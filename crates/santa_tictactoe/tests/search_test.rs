//! Search opponent tests: minimax soundness and the difficulty blend.

use rand::rngs::StdRng;
use rand::SeedableRng;
use santa_tictactoe::{
    choose_move, evaluate, minimax, Board, Difficulty, Outcome, Position, Side, SOFT_CHANCE,
};
use std::collections::HashSet;

/// Plies needed to fill any board, so the search never cuts off.
const FULL_DEPTH: u8 = 10;

/// Game-theoretic value from Santa's side: positive win, zero draw, negative loss.
fn true_value(board: &Board, to_move: Side) -> i32 {
    minimax(board, to_move, 0, FULL_DEPTH).score().signum()
}

/// Every open position reachable from an empty board with Santa to move.
fn santa_positions() -> Vec<Board> {
    let mut seen = HashSet::new();
    let mut found = Vec::new();
    let mut stack = vec![
        (Board::new(), Side::Player),
        (Board::new(), Side::Santa),
    ];

    while let Some((board, to_move)) = stack.pop() {
        if !seen.insert((board, to_move)) || evaluate(&board) != Outcome::InProgress {
            continue;
        }
        if to_move == Side::Santa {
            found.push(board);
        }
        for pos in board.empty_positions() {
            stack.push((board.with(pos, to_move), to_move.other()));
        }
    }
    found
}

#[test]
fn test_deep_search_never_gives_away_a_saveable_position() {
    let positions = santa_positions();
    assert!(positions.len() > 1000, "found {}", positions.len());

    for board in positions {
        if true_value(&board, Side::Santa) < 0 {
            continue;
        }
        let chosen = minimax(&board, Side::Santa, 0, Difficulty::Deep.max_depth())
            .best()
            .expect("open position has a move");
        let after = board.with(chosen, Side::Santa);
        assert!(
            true_value(&after, Side::Player) >= 0,
            "Santa lost a saveable position {} by playing {}",
            board,
            chosen
        );
    }
}

#[test]
fn test_deep_search_takes_forced_wins() {
    // O O _ / X X _ / X _ _ : Santa wins on 2.
    let board: Board = "OO_ XX_ X__".parse().unwrap();
    let result = minimax(&board, Side::Santa, 0, Difficulty::Deep.max_depth());
    assert_eq!(*result.best(), Some(Position::TopRight));
}

#[test]
fn test_center_opening_reply_is_safe() {
    let board = Board::new().with(Position::Center, Side::Player);
    let reply = minimax(&board, Side::Santa, 0, Difficulty::Deep.max_depth())
        .best()
        .expect("Santa has a reply");

    // An edge reply to a center opening loses; a corner holds.
    let corners = [
        Position::TopLeft,
        Position::TopRight,
        Position::BottomLeft,
        Position::BottomRight,
    ];
    assert!(corners.contains(&reply), "Santa replied {}", reply);

    // However the Player continues, Santa is not forced into a loss within two Player moves.
    let after = board.with(reply, Side::Santa);
    let horizon = minimax(&after, Side::Player, 0, 4);
    assert!(*horizon.score() >= 0);
}

#[test]
fn test_choose_move_blend_from_empty_board() {
    let mut rng = StdRng::seed_from_u64(35);
    let board = Board::new();
    let trials = 500;

    let mut soft = 0;
    for _ in 0..trials {
        let chosen = choose_move(&board, &mut rng).expect("empty board has moves");
        if *chosen.difficulty() == Difficulty::Soft {
            soft += 1;
        }
        assert!(board.is_empty(*chosen.position()));
    }

    let fraction = soft as f64 / trials as f64;
    assert!(
        (fraction - SOFT_CHANCE).abs() < 0.08,
        "soft fraction {}",
        fraction
    );
}

#[test]
fn test_choose_move_does_not_modify_board() {
    let board: Board = "X___O___X".parse().unwrap();
    let copy = board;
    let mut rng = StdRng::seed_from_u64(1);
    let _ = choose_move(&board, &mut rng);
    assert_eq!(board, copy);
}
//! Invariants of a round.
//!
//! Invariants are properties that hold after every accepted move. The state
//! machine checks them in debug builds; tests can check them directly.

pub mod alternating_turn;
pub mod history_consistent;
pub mod mark_balance;

pub use alternating_turn::AlternatingTurnInvariant;
pub use history_consistent::HistoryConsistentInvariant;
pub use mark_balance::MarkBalanceInvariant;

/// A logical property that must hold for a given state.
pub trait Invariant<S> {
    /// Checks if the invariant holds for the given state.
    fn holds(state: &S) -> bool;

    /// Human-readable description of the invariant.
    fn description() -> &'static str;
}

/// Violation of an invariant.
#[derive(Debug, Clone, PartialEq, Eq, derive_more::Display)]
#[display("{}", description)]
pub struct InvariantViolation {
    /// Description of the violated invariant.
    pub description: String,
}

impl InvariantViolation {
    /// Creates a new invariant violation.
    pub fn new(description: impl Into<String>) -> Self {
        Self {
            description: description.into(),
        }
    }
}

/// A set of invariants checked together.
///
/// Implemented for tuples of [`Invariant`]s.
pub trait InvariantSet<S> {
    /// Checks every invariant, collecting all violations.
    fn check_all(state: &S) -> Result<(), Vec<InvariantViolation>>;
}

fn check_one<S, I: Invariant<S>>(state: &S, violations: &mut Vec<InvariantViolation>) {
    if !I::holds(state) {
        violations.push(InvariantViolation::new(I::description()));
    }
}

fn into_result(violations: Vec<InvariantViolation>) -> Result<(), Vec<InvariantViolation>> {
    if violations.is_empty() {
        Ok(())
    } else {
        Err(violations)
    }
}

impl<S, I1, I2> InvariantSet<S> for (I1, I2)
where
    I1: Invariant<S>,
    I2: Invariant<S>,
{
    fn check_all(state: &S) -> Result<(), Vec<InvariantViolation>> {
        let mut violations = Vec::new();
        check_one::<S, I1>(state, &mut violations);
        check_one::<S, I2>(state, &mut violations);
        into_result(violations)
    }
}

impl<S, I1, I2, I3> InvariantSet<S> for (I1, I2, I3)
where
    I1: Invariant<S>,
    I2: Invariant<S>,
    I3: Invariant<S>,
{
    fn check_all(state: &S) -> Result<(), Vec<InvariantViolation>> {
        let mut violations = Vec::new();
        check_one::<S, I1>(state, &mut violations);
        check_one::<S, I2>(state, &mut violations);
        check_one::<S, I3>(state, &mut violations);
        into_result(violations)
    }
}

/// Every round invariant as one set.
pub type RoundInvariants = (
    MarkBalanceInvariant,
    AlternatingTurnInvariant,
    HistoryConsistentInvariant,
);
//! Alternating turns: history alternates from the starting side.

use super::Invariant;
use crate::Game;

/// Moves alternate sides starting with the round's starter, and while the
/// round is open the turn belongs to the side after the last move.
pub struct AlternatingTurnInvariant;

impl<O> Invariant<Game<O>> for AlternatingTurnInvariant {
    fn holds(game: &Game<O>) -> bool {
        let mut expected = game.starting_side();
        for mov in game.history() {
            if mov.side != expected {
                return false;
            }
            expected = expected.other();
        }
        game.outcome().is_terminal() || game.turn() == expected
    }

    fn description() -> &'static str {
        "Sides alternate, starting with the round's starter"
    }
}

#[cfg(test)]
mod tests {
    use super::*;
    use crate::{Position, Santa, Side};

    #[test]
    fn test_alternation_after_moves() {
        let mut game = Game::with_opponent(Santa::seeded(8));
        game.select_cell(Position::TopLeft).unwrap();
        game.advance_santa().unwrap();
        assert!(AlternatingTurnInvariant::holds(&game));
        assert_eq!(game.turn(), Side::Player);
    }
}
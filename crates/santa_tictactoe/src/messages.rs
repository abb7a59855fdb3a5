//! Player-facing texts for the status line and the result banner.

use super::Outcome;

/// Status line for the current round.
///
/// `santa_thinking` is set by the front end while Santa's move is pending.
pub fn status_text(outcome: Outcome, santa_thinking: bool) -> &'static str {
    match outcome {
        Outcome::PlayerWon => "You win! Santa tips his hat 🎩",
        Outcome::SantaWon => "Santa wins! Better luck next time ❄️",
        Outcome::Drawn => "It's a draw! Peace on earth ✨",
        Outcome::InProgress if santa_thinking => "Santa is thinking...",
        Outcome::InProgress => "Your turn! Place an X",
    }
}

/// Banner shown once a round is over.
pub fn result_text(outcome: Outcome) -> Option<&'static str> {
    match outcome {
        Outcome::PlayerWon => Some("You won! HO HO HO!"),
        Outcome::SantaWon => Some("Santa won! HO HO HO!"),
        Outcome::Drawn => Some("Game drawn! HO HO HO!"),
        Outcome::InProgress => None,
    }
}
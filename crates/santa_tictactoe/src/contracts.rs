//! Preconditions for applying a move.
//!
//! Each check looks at a [`Snapshot`] and either passes or names the reason
//! the move must be ignored. [`LegalMove`] composes them in the order the
//! state machine reports rejections.

use super::action::{Move, MoveRejection};
use super::game::Snapshot;
use super::Outcome;
use tracing::{instrument, trace};

/// Precondition: the round has no outcome yet.
pub struct RoundInProgress;

impl RoundInProgress {
    /// Fails with `GameOver` once the round has ended.
    #[instrument(level = "trace", skip(snapshot))]
    pub fn check(snapshot: &Snapshot) -> Result<(), MoveRejection> {
        if *snapshot.outcome() != Outcome::InProgress {
            Err(MoveRejection::GameOver)
        } else {
            Ok(())
        }
    }
}

/// Precondition: it is the moving side's turn.
pub struct SidesTurn;

impl SidesTurn {
    /// Fails with `NotYourTurn` when the move's side is not to move.
    #[instrument(level = "trace", skip(snapshot))]
    pub fn check(mov: &Move, snapshot: &Snapshot) -> Result<(), MoveRejection> {
        if mov.side != *snapshot.turn() {
            Err(MoveRejection::NotYourTurn(mov.side))
        } else {
            Ok(())
        }
    }
}

/// Precondition: the target square is empty.
pub struct SquareIsEmpty;

impl SquareIsEmpty {
    /// Fails with `SquareOccupied` when the square holds a mark.
    #[instrument(level = "trace", skip(snapshot))]
    pub fn check(mov: &Move, snapshot: &Snapshot) -> Result<(), MoveRejection> {
        if snapshot.board().is_occupied(mov.position) {
            Err(MoveRejection::SquareOccupied(mov.position))
        } else {
            Ok(())
        }
    }
}

/// Composite precondition: round in progress, side to move, empty square.
pub struct LegalMove;

impl LegalMove {
    /// Validates all preconditions for a move.
    pub fn check(mov: &Move, snapshot: &Snapshot) -> Result<(), MoveRejection> {
        RoundInProgress::check(snapshot)?;
        SidesTurn::check(mov, snapshot)?;
        SquareIsEmpty::check(mov, snapshot)?;
        trace!(%mov, "Move is legal");
        Ok(())
    }
}
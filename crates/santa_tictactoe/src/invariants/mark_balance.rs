//! Mark balance: the starting side is never behind and never more than one mark ahead.

use super::Invariant;
use crate::Game;

/// Marks of the starting side minus marks of the other side is 0 or 1.
pub struct MarkBalanceInvariant;

impl<O> Invariant<Game<O>> for MarkBalanceInvariant {
    fn holds(game: &Game<O>) -> bool {
        let starter = game.starting_side();
        let ahead = game.board().count(starter);
        let behind = game.board().count(starter.other());
        ahead == behind || ahead == behind + 1
    }

    fn description() -> &'static str {
        "Starting side has the same number of marks as the other side, or one more"
    }
}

THE TASK: Scan the entries above for the word "Some", then copy every line in which it occurs.

RESPONSE BOX:
    while let Some((board, to_move)) = stack.pop() {
    assert_eq!(*result.best(), Some(Position::TopRight));
        Outcome::PlayerWon => Some("You won! HO HO HO!"),
        Outcome::SantaWon => Some("Santa won! HO HO HO!"),
        Outcome::Drawn => Some("Game drawn! HO HO HO!"),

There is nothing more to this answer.